BACKGROUND OF THE INVENTIONConventional blockchain stacks, e.g. bitcoin, Ethereum, HyperLedger etc., all require the full ledger be stored on each and every blockchain mining nodes (also known as full nodes), which is not only unnecessary, but also posts scalability issues on blockchain adoption
SUMMARY OF THE INVENTIONThe present invention is an optimization to the blockchain to achieve massively scalable blockchain ledger.
The present invention discovers the fact that there's no need for all blockchain nodes to store all the blockchain blocks, so long as the blocks not locally stored can be reliably retrieved with confidence on its immutability.
The present invention, partitions the full value range of the cryptographic hash of the blockchain blocks into a configurable but large number of block buckets(denoted as bb) and auto-assign and auto-adjust these buckets roughly evenly amongst reliable blockchain mining nodes. On joining the blockchain, a new node expresses its willingness to host the ledger, i.e. as a ledger node, which is marked by all current nodes on the blockchain. When a node is unreachable, detected via missing of heartbeat messages or activities, all current nodes also marks this unreachability.
Periodically, each node evaluates its peers' activities and decides the reliable set of ledger nodes locally preferred. The auto-elected and auto-adjusted master node proposes ledge nodes and multicasts that proposal to all other nodes, which evaluates the proposal against its observation, decides whether to endorse or not (or even propose another one or trigger master re-election if the proposal is too far off, e.g. more than ⅓ of nodes should not be in the proposal).
When collected endorsement from ⅔ of the current reliable nodes, the acting master node sends the decided ledger nodes list with endorsement proof. On receiving the decision, each node verifies the decision and rebalances its block hosting if necessary.
Periodically, each ledger nodes randomly selects a block bucket it hosts and multicasts all blocks in it to all other nodes to prove its possession of all blocks in the block bucket.
Whenever a node requires a remote block, i.e. a block it does not host or has in its cache, it would figure out the current nodes hosting it based on the ledger scaling strategy, then contact the corresponding node(s) directly for data of that block.
With a balancing and redundancy factor, denoted as rf, at least rf nodes must be assigned to host a given block bucket; as part of the scaling strategy, the rf nodes are auto-chosen and auto-adjusted to be preferably geographical distributed with redundancy in each location.
The block chain's main property is immutability of (past) transactions. To achieve that, a transaction is signed by the sender and transactions are continuously mined (grouped and signed) as blocks (by blockchain miners a.k.a. blockchain verification nodes) with each block refers to the cryptographic hash of the block immediately before it. This way, alteration of any transaction, requires alteration of the block enclosing it and all blocks after that, and update all blockchain nodes that have a copy of the block chain where node ownership is distributed amongst trustless parties. This makes successful alteration of a transaction highly unlikely, hence the immutability property.

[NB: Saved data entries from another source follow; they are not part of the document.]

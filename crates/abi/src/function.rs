use quill_primitives::keccak256;

use crate::{
    AbiValue, DecodeError, EncodeError, ParseError, TypeSchema, decode, encode,
    schema::split_top_level,
};

/// Returns the first four bytes of the Keccak-256 hash of a canonical
/// signature such as `transfer(address,uint256)`.
pub fn selector(signature: &str) -> [u8; 4] {
    let hash = keccak256(signature.as_bytes());
    let mut selector = [0u8; 4];
    selector.copy_from_slice(&hash.as_bytes()[..4]);
    selector
}

/// A contract function: its name, input types, and optionally its output
/// types.
#[derive(Clone, Debug, PartialEq, Eq)]
pub struct Function {
    /// Function name
    pub name: String,
    /// Input parameter types
    pub inputs: Vec<TypeSchema>,
    /// Output parameter types, when known
    pub outputs: Option<Vec<TypeSchema>>,
}

impl Function {
    /// Parses a human-readable signature.
    ///
    /// Accepts canonical signatures (`transfer(address,uint256)`), named
    /// parameters (`transfer(address to, uint256 amount)`), an optional
    /// `function` keyword, and outputs either as `returns (bool)` or as a
    /// trailing group (`balanceOf(address)(uint256)`).
    pub fn parse(signature: &str) -> Result<Self, ParseError> {
        let invalid = || ParseError::InvalidSignature(signature.to_string());

        let trimmed = signature.trim();
        let trimmed = trimmed.strip_prefix("function ").unwrap_or(trimmed).trim_start();
        let (name, inputs, rest) = split_signature(trimmed).ok_or_else(invalid)?;

        let inputs = parse_params(inputs)?
            .into_iter()
            .map(|(schema, _)| schema)
            .collect();

        let outputs = match rest.find('(') {
            Some(open) => {
                let group = &rest[open..];
                let close = matching_paren(group).ok_or_else(invalid)?;
                Some(
                    parse_params(&group[1..close])?
                        .into_iter()
                        .map(|(schema, _)| schema)
                        .collect(),
                )
            }
            None => None,
        };

        Ok(Self {
            name: name.to_string(),
            inputs,
            outputs,
        })
    }

    /// Returns the canonical signature, e.g. `transfer(address,uint256)`.
    pub fn signature(&self) -> String {
        format!("{}{}", self.name, TypeSchema::Tuple(self.inputs.clone()))
    }

    /// Returns the 4-byte selector.
    pub fn selector(&self) -> [u8; 4] {
        selector(&self.signature())
    }

    /// Encodes a call: the selector followed by the encoded arguments.
    pub fn encode_call(&self, args: &[AbiValue]) -> Result<Vec<u8>, EncodeError> {
        if args.len() != self.inputs.len() {
            return Err(EncodeError::ArgumentCount {
                expected: self.inputs.len(),
                actual: args.len(),
            });
        }

        for (index, (arg, expected)) in args.iter().zip(&self.inputs).enumerate() {
            let actual = arg.schema();
            if actual != *expected {
                return Err(EncodeError::ArgumentMismatch {
                    index,
                    expected: expected.canonical(),
                    actual: actual.canonical(),
                });
            }
        }

        let mut call = self.selector().to_vec();
        call.extend(encode(args)?);
        Ok(call)
    }

    /// Decodes call data produced by [`Function::encode_call`].
    pub fn decode_input(&self, calldata: &[u8]) -> Result<Vec<AbiValue>, DecodeError> {
        let expected = self.selector();
        match calldata.split_at_checked(4) {
            Some((selector, params)) if selector == expected => decode(params, &self.inputs),
            _ => Err(DecodeError::SelectorMismatch { expected }),
        }
    }

    /// Decodes return data. A function without declared outputs decodes to
    /// no values.
    pub fn decode_output(&self, data: &[u8]) -> Result<Vec<AbiValue>, DecodeError> {
        decode(data, self.outputs.as_deref().unwrap_or_default())
    }
}

/// Parses `signature` and encodes a call with `args`.
pub fn encode_function(signature: &str, args: &[AbiValue]) -> Result<Vec<u8>, EncodeError> {
    Function::parse(signature)?.encode_call(args)
}

/// Splits `name(params) rest` into its three parts.
pub(crate) fn split_signature(signature: &str) -> Option<(&str, &str, &str)> {
    let open = signature.find('(')?;
    let name = signature[..open].trim();
    if name.is_empty()
        || !name
            .chars()
            .all(|character| character.is_ascii_alphanumeric() || character == '_' || character == '$')
    {
        return None;
    }

    let group = &signature[open..];
    let close = matching_paren(group)?;
    Some((name, &group[1..close], group[close + 1..].trim()))
}

/// Returns the index of the parenthesis closing the one at index 0.
fn matching_paren(input: &str) -> Option<usize> {
    let mut depth = 0usize;
    for (index, character) in input.char_indices() {
        match character {
            '(' => depth += 1,
            ')' => {
                depth = depth.checked_sub(1)?;
                if depth == 0 {
                    return Some(index);
                }
            }
            _ => {}
        }
    }

    None
}

/// Parses a comma-separated parameter list, returning each parameter's type
/// and the words after it (modifiers and name).
pub(crate) fn parse_params(params: &str) -> Result<Vec<(TypeSchema, &str)>, ParseError> {
    split_top_level(params)?
        .into_iter()
        .map(parse_param)
        .collect()
}

fn parse_param(param: &str) -> Result<(TypeSchema, &str), ParseError> {
    let param = param.trim();
    let param = param
        .strip_prefix("tuple")
        .filter(|rest| rest.starts_with('('))
        .unwrap_or(param);

    if !param.starts_with('(') {
        let (ty, rest) = param
            .split_once(char::is_whitespace)
            .unwrap_or((param, ""));
        return Ok((TypeSchema::parse(ty)?, rest.trim()));
    }

    let close = matching_paren(param).ok_or_else(|| ParseError::Unbalanced(param.to_string()))?;
    let components = parse_params(&param[1..close])?
        .into_iter()
        .map(|(schema, _)| schema)
        .collect();

    let after = &param[close + 1..];
    let suffix_end = after
        .find(|character: char| !(character == '[' || character == ']' || character.is_ascii_digit()))
        .unwrap_or(after.len());

    let schema = apply_array_suffixes(TypeSchema::Tuple(components), &after[..suffix_end])?;
    Ok((schema, after[suffix_end..].trim()))
}

/// Wraps `schema` in one array layer per `[]` or `[N]` group, innermost
/// first.
fn apply_array_suffixes(mut schema: TypeSchema, suffixes: &str) -> Result<TypeSchema, ParseError> {
    let mut rest = suffixes;
    while let Some(group) = rest.strip_prefix('[') {
        let close = group
            .find(']')
            .ok_or_else(|| ParseError::Unbalanced(suffixes.to_string()))?;
        let length = &group[..close];

        schema = if length.is_empty() {
            TypeSchema::Array(Box::new(schema))
        } else {
            let length = length
                .parse()
                .map_err(|_error| ParseError::UnknownType(suffixes.to_string()))?;
            TypeSchema::FixedArray(Box::new(schema), length)
        };
        rest = &group[close + 1..];
    }

    if rest.is_empty() {
        Ok(schema)
    } else {
        Err(ParseError::Unbalanced(suffixes.to_string()))
    }
}
use client::{
    provider::FeedProvider,
    submit::submit_post,
    wallet::{
        ConnectMode,
        LocalWallet,
        WalletError,
        WalletSession,
    },
};
use solana_sdk::signature::Keypair;

const RPC_URL: &str = "http://127.0.0.1:8899";

fn trusted_provider() -> FeedProvider {
    let wallet = LocalWallet::new(Keypair::new(), true);
    FeedProvider::try_new(RPC_URL, Some(Box::new(wallet))).unwrap()
}

#[test]
fn provider_without_wallet_is_unauthenticated() {
    let result = FeedProvider::try_new(RPC_URL, None);

    let error = result.err().unwrap();
    assert_eq!(
        error.downcast_ref::<WalletError>(),
        Some(&WalletError::Missing)
    );
}

#[test]
fn silent_connect_requires_prior_trust() {
    let wallet = LocalWallet::new(Keypair::new(), false);

    assert_eq!(
        wallet.try_connect(ConnectMode::OnlyIfTrusted),
        Err(WalletError::NotTrusted)
    );
    assert!(wallet.try_connect(ConnectMode::Interactive).is_ok());
}

#[test]
fn trusted_wallet_connects_silently() {
    let provider = trusted_provider();
    assert!(provider.connect(ConnectMode::OnlyIfTrusted).is_ok());
}

#[tokio::test]
async fn submission_rejects_empty_fields_before_any_network_call() {
    // The RPC endpoint doesn't exist; reaching the network would error with a
    // connection failure instead of the field guard.
    let provider = trusted_provider();

    let err = submit_post(&provider, "", "tag", 0).await.err().unwrap();
    assert!(err.to_string().contains("body and tag"));

    let err = submit_post(&provider, "body", "", 0).await.err().unwrap();
    assert!(err.to_string().contains("body and tag"));
}
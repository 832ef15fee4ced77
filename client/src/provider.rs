//! The capability object every core operation takes: one RPC endpoint handle
//! plus one wallet session, constructed once at process start and passed by
//! reference into everything that reads or writes the ledger.

use solana_client::nonblocking::rpc_client::RpcClient;
use solana_commitment_config::CommitmentConfig;
use solana_sdk::pubkey::Pubkey;

use crate::wallet::{
    ConnectMode,
    WalletError,
    WalletSession,
};

pub struct FeedProvider {
    rpc: RpcClient,
    wallet: Box<dyn WalletSession>,
}

impl FeedProvider {
    /// Builds a provider from an endpoint and a wallet capability.
    ///
    /// Fails with [`WalletError::Missing`] when no wallet is supplied: reads
    /// and signed writes share this object, so a signing identity has to
    /// exist up front. Performs no network I/O.
    pub fn try_new(
        rpc_url: impl ToString,
        wallet: Option<Box<dyn WalletSession>>,
    ) -> anyhow::Result<Self> {
        let wallet = wallet.ok_or(WalletError::Missing)?;
        let rpc =
            RpcClient::new_with_commitment(rpc_url.to_string(), CommitmentConfig::processed());
        Ok(FeedProvider { rpc, wallet })
    }

    pub fn rpc(&self) -> &RpcClient {
        &self.rpc
    }

    pub fn wallet(&self) -> &dyn WalletSession {
        self.wallet.as_ref()
    }

    /// Runs the wallet's consent handshake.
    pub fn connect(&self, mode: ConnectMode) -> Result<Pubkey, WalletError> {
        self.wallet.try_connect(mode)
    }
}
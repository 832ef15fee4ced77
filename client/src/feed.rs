//! Feed synchronization: discover every program-owned post account, decode
//! each one, and produce the ordered snapshot a front-end renders.

use anyhow::Context;
use derive_more::{
    Deref,
    IntoIterator,
};
use futures::future::try_join_all;
use postfeed_interface::{
    program,
    state::FeedPost,
};
use solana_sdk::pubkey::Pubkey;

use crate::provider::FeedProvider;

/// A decoded post paired with the address of the account holding it. The
/// address is unique per record; `position` is not.
#[derive(Clone, Debug, PartialEq, Eq)]
pub struct PostView {
    pub address: Pubkey,
    pub author: Pubkey,
    pub body: String,
    pub tag: String,
    pub position: u64,
    pub flag: bool,
}

impl From<(Pubkey, FeedPost)> for PostView {
    fn from((address, post): (Pubkey, FeedPost)) -> Self {
        PostView {
            address,
            author: post.author(),
            body: post.body,
            tag: post.tag,
            position: post.position,
            flag: post.flag,
        }
    }
}

/// One complete synchronization result, ordered for display.
///
/// Snapshots are installed wholesale and never merged or partially updated;
/// the next cycle supersedes this one entirely.
#[derive(Clone, Debug, Default, PartialEq, Eq, Deref, IntoIterator)]
pub struct FeedSnapshot(Vec<PostView>);

impl FeedSnapshot {
    /// Orders decoded posts for display: highest `position` first. The sort
    /// is stable, so records sharing a position keep their incoming order
    /// instead of reshuffling on every refresh.
    pub fn from_unordered(mut posts: Vec<PostView>) -> Self {
        posts.sort_by(|a, b| b.position.cmp(&a.position));
        FeedSnapshot(posts)
    }
}

/// Fetches and decodes the entire feed as one atomic snapshot.
///
/// Every account currently owned by the program is re-read and decoded
/// concurrently; the first failure aborts the whole cycle, so a partial feed
/// is never surfaced. Zero owned accounts is a successful, empty snapshot.
pub async fn synchronize(provider: &FeedProvider) -> anyhow::Result<FeedSnapshot> {
    let accounts = provider
        .rpc()
        .get_program_accounts(&program::ID)
        .await
        .context("Failed to list post accounts")?;

    let posts = try_join_all(
        accounts
            .into_iter()
            .map(|(address, _)| fetch_post(provider, address)),
    )
    .await?;

    Ok(FeedSnapshot::from_unordered(posts))
}

/// Reads one post account's latest content and decodes it.
async fn fetch_post(provider: &FeedProvider, address: Pubkey) -> anyhow::Result<PostView> {
    let account = provider
        .rpc()
        .get_account(&address)
        .await
        .with_context(|| format!("Failed to fetch post account {address}"))?;

    let post = FeedPost::try_from_account(&account.owner, &account.data)
        .with_context(|| format!("Failed to decode post account {address}"))?;

    Ok(PostView::from((address, post)))
}
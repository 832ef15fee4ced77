//! The front-end-facing store: the last successful snapshot plus a busy
//! flag, with the submit-then-refresh coupling the feed's consistency story
//! depends on.

use solana_sdk::signature::Signature;

use crate::{
    feed::{
        synchronize,
        FeedSnapshot,
    },
    provider::FeedProvider,
    submit::submit_post,
};

/// Holds what a front-end renders.
///
/// The snapshot/busy pair covers the three observable states: nothing loaded
/// and not busy is idle, busy means a synchronization is in flight, and a
/// present snapshot is the loaded feed. A failed cycle leaves the previously
/// installed snapshot in place; only a successful one replaces it, wholesale.
#[derive(Default)]
pub struct FeedStore {
    snapshot: Option<FeedSnapshot>,
    busy: bool,
}

impl FeedStore {
    pub fn new() -> Self {
        FeedStore::default()
    }

    /// The last successfully synchronized feed, if any.
    pub fn snapshot(&self) -> Option<&FeedSnapshot> {
        self.snapshot.as_ref()
    }

    /// True while a synchronization is in flight.
    pub fn is_busy(&self) -> bool {
        self.busy
    }

    /// The position a new post should claim: the current feed length.
    pub fn next_position(&self) -> u64 {
        self.snapshot.as_ref().map_or(0, |s| s.len() as u64)
    }

    /// Marks a cycle as started. Returns false when one is already in
    /// flight: re-triggers while busy are ignored, not queued.
    fn begin(&mut self) -> bool {
        if self.busy {
            return false;
        }
        self.busy = true;
        true
    }

    /// Records a cycle's outcome. The busy flag clears either way; the
    /// snapshot only changes on success.
    fn finish(&mut self, outcome: anyhow::Result<FeedSnapshot>) -> anyhow::Result<()> {
        self.busy = false;
        self.snapshot = Some(outcome?);
        Ok(())
    }

    /// Runs one full synchronization cycle and installs the result.
    ///
    /// Returns `Ok(false)` when skipped because a cycle was already running.
    pub async fn refresh(&mut self, provider: &FeedProvider) -> anyhow::Result<bool> {
        if !self.begin() {
            return Ok(false);
        }
        let outcome = synchronize(provider).await;
        self.finish(outcome).map(|()| true)
    }

    /// Submits a post at the end of the known feed, then re-synchronizes.
    ///
    /// The new record is only ever observed through the follow-up refresh; a
    /// failed submission surfaces its error and triggers no refresh.
    pub async fn submit_and_refresh(
        &mut self,
        provider: &FeedProvider,
        body: &str,
        tag: &str,
    ) -> anyhow::Result<Signature> {
        let signature = submit_post(provider, body, tag, self.next_position()).await?;
        self.refresh(provider).await?;
        Ok(signature)
    }
}

#[cfg(test)]
mod tests {
    use solana_sdk::pubkey::Pubkey;

    use super::FeedStore;
    use crate::feed::{
        FeedSnapshot,
        PostView,
    };

    fn post(position: u64) -> PostView {
        PostView {
            address: Pubkey::new_unique(),
            author: Pubkey::new_unique(),
            body: format!("post {position}"),
            tag: "test".to_string(),
            position,
            flag: false,
        }
    }

    fn snapshot_of(positions: &[u64]) -> FeedSnapshot {
        FeedSnapshot::from_unordered(positions.iter().copied().map(post).collect())
    }

    #[test]
    fn successful_cycle_installs_snapshot() {
        let mut store = FeedStore::new();
        assert!(!store.is_busy());
        assert!(store.snapshot().is_none());

        assert!(store.begin());
        assert!(store.is_busy());

        store.finish(Ok(snapshot_of(&[0, 1]))).unwrap();
        assert!(!store.is_busy());
        assert_eq!(store.snapshot().unwrap().len(), 2);
    }

    #[test]
    fn failed_cycle_keeps_previous_snapshot() {
        let mut store = FeedStore::new();
        assert!(store.begin());
        store.finish(Ok(snapshot_of(&[0, 1, 2]))).unwrap();
        let before = store.snapshot().unwrap().clone();

        assert!(store.begin());
        let outcome = store.finish(Err(anyhow::Error::msg("decode failed")));
        assert!(outcome.is_err());
        assert!(!store.is_busy());
        assert_eq!(store.snapshot().unwrap(), &before);
    }

    #[test]
    fn retrigger_while_busy_is_ignored() {
        let mut store = FeedStore::new();
        assert!(store.begin());
        assert!(!store.begin());

        store.finish(Ok(snapshot_of(&[]))).unwrap();
        assert!(store.begin());
    }

    #[test]
    fn next_position_tracks_feed_length() {
        let mut store = FeedStore::new();
        assert_eq!(store.next_position(), 0);

        assert!(store.begin());
        store.finish(Ok(snapshot_of(&[0, 1, 2]))).unwrap();
        assert_eq!(store.next_position(), 3);
    }

    #[test]
    fn appended_post_shows_up_exactly_once_after_refresh() {
        let mut store = FeedStore::new();
        assert!(store.begin());
        store.finish(Ok(snapshot_of(&[0, 1]))).unwrap();

        // Submitting claims position == len; the follow-up cycle then
        // observes the grown feed.
        let claimed = store.next_position();
        assert_eq!(claimed, 2);

        assert!(store.begin());
        store.finish(Ok(snapshot_of(&[0, 1, claimed]))).unwrap();

        let snapshot = store.snapshot().unwrap();
        assert_eq!(snapshot.len(), 3);
        let appended: Vec<_> = snapshot.iter().filter(|p| p.position == claimed).collect();
        assert_eq!(appended.len(), 1);
    }
}
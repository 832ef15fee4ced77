use std::fmt::Display;

use colored::{
    Color,
    Colorize,
};

#[derive(strum_macros::Display)]
#[strum(serialize_all = "UPPERCASE")]
enum Message {
    Info,
    Success,
    Error,
}

impl Message {
    fn get_color(&self) -> LogColor {
        match self {
            Self::Info => LogColor::Info,
            Self::Success => LogColor::Highlight,
            Self::Error => LogColor::Error,
        }
    }
}

fn log(msg_ty: Message, label: impl Display, msg: impl Display) {
    let color = msg_ty.get_color();
    println!(
        "[{}] {} {}",
        msg_ty.to_string().color(color),
        label.to_string().bold(),
        msg.to_string().bright_black()
    );
}

#[derive(Clone, Copy, Debug)]
pub enum LogColor {
    Highlight,
    Info,
    Error,
    Gray,
}

#[rustfmt::skip]
mod unformatted {
    use super::*;

    pub fn log_info(label: impl Display, msg: impl Display) { log(Message::Info, label, msg) }
    pub fn log_success(label: impl Display, msg: impl Display) { log(Message::Success, label, msg) }
    pub fn log_error(label: impl Display, msg: impl Display) { log(Message::Error, label, msg) }

    impl From<LogColor> for Color {
        fn from(value: LogColor) -> Color {
            match value {
                LogColor::Highlight => Color::TrueColor { r: 87,  g: 215, b: 143 },
                LogColor::Info      => Color::TrueColor { r: 66,  g: 135, b: 245 },
                LogColor::Error     => Color::TrueColor { r: 235, g: 54,  b: 54  },
                LogColor::Gray      => Color::TrueColor { r: 160, g: 160, b: 160 },
            }
        }
    }
}

pub use unformatted::*;
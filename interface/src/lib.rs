//! Wire contract for the post feed program.
//!
//! The program itself runs on-chain; this crate only describes it: the post
//! account layout, the create-post instruction data, the decode error
//! taxonomy, and the program's address. Everything here is fixed at build
//! time, which is what makes it the schema every client component shares.

pub mod discriminator;
pub mod error;
pub mod instructions;
pub mod state;

pub mod program {
    use solana_sdk::pubkey::Pubkey;

    /// The post feed program's on-chain address. All post accounts are owned
    /// by this identity.
    pub const ID: Pubkey = solana_sdk::pubkey!("FeedHGkvJ6v1yMXG3waGGiqjWHMjuUdhokxpzyhntYni");
}
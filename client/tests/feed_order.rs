use client::feed::{
    FeedSnapshot,
    PostView,
};
use solana_sdk::{
    pubkey,
    pubkey::Pubkey,
};

const AUTHOR: Pubkey = pubkey!("AAAAAAAAAAAAAAAAAAAAAAAAAAAAAAAAAAAAAAAAAAAA");

fn post(body: &str, position: u64) -> PostView {
    PostView {
        address: Pubkey::new_unique(),
        author: AUTHOR,
        body: body.to_string(),
        tag: "test".to_string(),
        position,
        flag: false,
    }
}

#[test]
fn snapshot_orders_by_position_descending() {
    let snapshot = FeedSnapshot::from_unordered(vec![
        post("third", 3),
        post("first", 1),
        post("second", 2),
    ]);

    let positions: Vec<u64> = snapshot.iter().map(|p| p.position).collect();
    assert_eq!(positions, vec![3, 2, 1]);

    for pair in snapshot.windows(2) {
        assert!(pair[0].position >= pair[1].position);
    }
}

#[test]
fn snapshot_sort_is_stable_on_ties() {
    // Concurrent submitters can claim the same position; equal keys must keep
    // their incoming order so refreshes don't reshuffle the feed.
    let snapshot = FeedSnapshot::from_unordered(vec![
        post("tied a", 5),
        post("tied b", 5),
        post("older", 1),
        post("tied c", 5),
    ]);

    let bodies: Vec<&str> = snapshot.iter().map(|p| p.body.as_str()).collect();
    assert_eq!(bodies, vec!["tied a", "tied b", "tied c", "older"]);
}

#[test]
fn empty_feed_is_a_snapshot_not_a_failure() {
    let snapshot = FeedSnapshot::from_unordered(Vec::new());
    assert!(snapshot.is_empty());
    assert_eq!(snapshot, FeedSnapshot::default());
}
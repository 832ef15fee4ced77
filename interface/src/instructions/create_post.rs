use borsh::BorshSerialize;
use solana_instruction::{
    AccountMeta,
    Instruction,
};
use solana_sdk::pubkey::Pubkey;

use crate::{
    discriminator::discriminator,
    program,
};

/// Creates a program-owned account holding one new post.
///
/// The post account is a fresh keypair generated by the submitting client;
/// its address becomes the record's identity for every later read. The author
/// wallet pays rent and fees.
///
/// ### Accounts
///  0. `[WRITE, SIGNER]` Post account (fresh keypair)
///  1. `[WRITE, SIGNER]` Author wallet
///  2. `[READ]` System program
pub struct CreatePost<'a> {
    /// The account that will hold the post.
    pub post_account: &'a Pubkey,
    /// The wallet authoring and paying for the post.
    pub author: &'a Pubkey,
    /// Free-form post content.
    pub body: &'a str,
    /// Secondary category/hashtag string.
    pub tag: &'a str,
    /// Sort key: the feed length the author observed when submitting.
    pub position: u64,
}

impl CreatePost<'_> {
    pub fn instruction(&self) -> Instruction {
        Instruction {
            program_id: program::ID,
            accounts: self.create_account_metas().to_vec(),
            data: self.pack_instruction_data(),
        }
    }

    pub fn create_account_metas(&self) -> [AccountMeta; 3] {
        [
            AccountMeta::new(*self.post_account, true),
            AccountMeta::new(*self.author, true),
            AccountMeta::new_readonly(solana_system_interface::program::ID, false),
        ]
    }

    /// Instruction data layout:
    ///   - [0..8]: the `create_post` method discriminator
    ///   - [8..]: Borsh-encoded `(body, tag, position, flag)`
    ///
    /// `flag` is a program-side boolean of unspecified meaning; this client
    /// always writes `false`.
    pub fn pack_instruction_data(&self) -> Vec<u8> {
        let mut data = discriminator("global", "create_post").to_vec();
        (self.body, self.tag, self.position, false)
            .serialize(&mut data)
            .expect("Writing to a Vec can't fail");
        data
    }
}
use std::path::PathBuf;

use clap::{
    Parser,
    Subcommand,
};

#[derive(Parser)]
#[command(about = "Terminal front-end for the post feed program")]
pub struct Cli {
    /// RPC endpoint of the target cluster.
    #[arg(long, default_value = "http://127.0.0.1:8899")]
    pub rpc_url: String,

    /// Path to the wallet keypair file. A throwaway keypair is generated
    /// when omitted.
    #[arg(long)]
    pub keypair: Option<PathBuf>,

    /// Treat the wallet as having previously approved this client, enabling
    /// the silent startup connect.
    #[arg(long)]
    pub trusted: bool,

    /// Request an airdrop for the wallet before running the command. Only
    /// works on test clusters.
    #[arg(long)]
    pub airdrop: bool,

    #[command(subcommand)]
    pub command: Command,
}

#[derive(Subcommand)]
pub enum Command {
    /// Synchronize the feed and render it.
    Feed,
    /// Submit a new post, then re-synchronize and render the feed.
    Post {
        /// The post's content.
        body: String,
        /// The post's hashtag.
        tag: String,
    },
}
use borsh::{
    BorshDeserialize,
    BorshSerialize,
};
use solana_sdk::pubkey::Pubkey;

use crate::{
    discriminator::discriminator,
    error::PostAccountError,
    program,
    state::ACCOUNT_DISCRIMINATOR_SIZE,
};

/// One post, as stored in the data of a program-owned account after the
/// 8-byte account discriminator.
///
/// The account's own address is not part of the payload; readers pair it with
/// the decoded record themselves.
#[derive(Debug, Clone, PartialEq, Eq, BorshSerialize, BorshDeserialize)]
pub struct FeedPost {
    /// The wallet that authored the post.
    author: [u8; 32],
    /// Free-form post content.
    pub body: String,
    /// Secondary category/hashtag string.
    pub tag: String,
    /// Client-supplied sort key: the feed length the author observed when
    /// submitting. Not enforced by the program, so duplicates and gaps are
    /// possible under concurrent writers.
    pub position: u64,
    /// Opaque program-side boolean. This client always writes `false` and
    /// never interprets it.
    pub flag: bool,
}

impl FeedPost {
    pub fn new(author: Pubkey, body: String, tag: String, position: u64, flag: bool) -> Self {
        FeedPost {
            author: author.to_bytes(),
            body,
            tag,
            position,
            flag,
        }
    }

    #[inline(always)]
    pub fn author(&self) -> Pubkey {
        Pubkey::from(self.author)
    }

    /// The discriminator marking an account as a post.
    pub fn account_discriminator() -> [u8; 8] {
        discriminator("account", "FeedPost")
    }

    /// Decodes a post from a raw account's owner and data.
    ///
    /// Validates that the account is owned by the post feed program and
    /// carries the post discriminator before touching the payload. Bytes
    /// after the payload are tolerated: the program may allocate more account
    /// space than the record needs, leaving zero padding behind it.
    pub fn try_from_account(owner: &Pubkey, data: &[u8]) -> Result<FeedPost, PostAccountError> {
        if owner != &program::ID {
            return Err(PostAccountError::UnownedAccount);
        }
        if data.len() < ACCOUNT_DISCRIMINATOR_SIZE {
            return Err(PostAccountError::TooShort);
        }
        if data[..ACCOUNT_DISCRIMINATOR_SIZE] != Self::account_discriminator() {
            return Err(PostAccountError::BadDiscriminator);
        }

        FeedPost::deserialize(&mut &data[ACCOUNT_DISCRIMINATOR_SIZE..])
            .map_err(|_| PostAccountError::MalformedPayload)
    }

    /// Packs the post the way the program lays it out on-chain: discriminator
    /// first, Borsh payload after. Used to build account fixtures.
    pub fn pack_account_data(&self) -> Vec<u8> {
        let mut data = Self::account_discriminator().to_vec();
        self.serialize(&mut data)
            .expect("Writing to a Vec can't fail");
        data
    }
}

All current block chain implementations, assumes that all blockchain verification nodes have to have all data of all blocks in the chain. As the blockchain grows over time, the ledger becomes gigantically larger and longer over time which causes storage scalability issue on each blockchain node and the blockchain as a whole.
As a matter of fact, as long as each block is reliably stored somewhere and retrievable any time it's needed, there's no need to have each blockchain node to store all data of all blocks in the ledger. This fact inspires the present invention.
Ledger Scaling StrategyThe present invention, partitions the full value range of the cryptographic hash of the blockchain blocks into a configurable large number of block buckets (denoted as bb) and auto-assign and auto-adjust these buckets roughly evenly amongst reliable blockchain mining nodes, called ledger nodes in the present invention.
Only reliable nodes are considered for hosting of block buckets. Node reliability is automatically observed and adjusted based on node activity on the blockchain, its heart beat messages (if present) and its capabilities and capacities as expressed on node startup& update (details later in the present invention specification).
For reliability, the present invention introduces redundancy factor, denoted as rf, so that all data of all blocks in each block bucket are stored fully on at least rf nodes.
For geographical availability, geographical load balancing and reduced overall latency on block retrieval, the rf nodes for a given block bucket is automatically geographically distributed if possible. Geo-location and location proximity is auto-detected via IP address lookup, network delay measurement or explicit configuration.
Significant change to the current list of ledger nodes, e.g. ⅓ more nodes joined or left, or if a block bucket fails to have rf nodes hosting it, automatically triggers a rebalance (details later in the present invention specification).
This does not prevent any node from hosting all data of all blocks in the chain. Actually a node can explicitly claim without necessarily being considered in the rf nodes of a given block bucket. One example is an authorized escrow ledger node that is high capacity on storage and bandwidth volunteering or providing a paid service to host the full ledger.
Initial Node StartupAs shown in step a) of
Upon receiving the LEDGERN_VOLUN message, each blockchain node saves this info for automatic scaling decision making later.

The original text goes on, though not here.